USV formation navigation decision-making through hybrid deep reinforcement learning using self-attention mechanism

Abstract

To address the challenging of balancing Unmanned Surface Vessel (USV) autonomous collision avoidance and formation maintenance in uncertain environments, a formation construction and navigation decision-making strategy based on Hybrid Deep Reinforcement Learning (HDRL) is proposed in this study.

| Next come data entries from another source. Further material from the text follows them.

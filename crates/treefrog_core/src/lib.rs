//! Core data structures for the Treefrog tile-map editor
//!
//! This crate provides the fundamental types for representing tile-based maps:
//! - `TileCoord` / `TileRef` / `TileStack` - coordinate-addressed tile stacks
//! - `MultiTileGridLayer` - a sparse tile grid with a rectangular valid range
//! - `ObjectLayer` / `ObjectInstance` - z-ordered placed objects
//! - `PropertyCollection` - named metadata with change notification
//! - `Level` / `Project` - document containers
//! - `Tileset` - tile pool configuration

mod grid;
mod layer;
mod level;
mod object;
mod project;
mod property;
mod tile;
mod tileset;

pub use grid::MultiTileGridLayer;
pub use layer::{Layer, LayerData, LayerType};
pub use level::Level;
pub use object::{ObjectInstance, ObjectLayer};
pub use project::Project;
pub use property::{
    Property, PropertyCollection, PropertyError, PropertyEvent, PropertyListener, Value,
};
pub use tile::{TileCoord, TileRef, TileStack};
pub use tileset::{Tileset, TilesetError};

The novelty of this study is that: (1) A HDRL training approach is proposed, incorporating diverse DRL for virtual leader and followers, thereby significantly enhancing the decision-making adaptability of USVs formation. (2) The multi-head attention mechanism of decentralized Critic strategy is used to enhance the attentional focus of the HDRL algorithm towards different agents, thereby effectively improving convergence speed. (3) The method employs a meticulously designed hybrid reward function and incorporates the Optimal Reciprocal Collision Avoidance (ORCA) for speed selection, thereby providing optimal speed recommendations based on the current situation. It is worth emphasizing that the method exhibits exceptional performance in terms of success rate, navigation time, average reward value, and other relevant indicators within the simulation. Finally, the method is validated through the utilization of real-time navigation data in the Panama Canal, thereby substantiating the potential engineering applicability.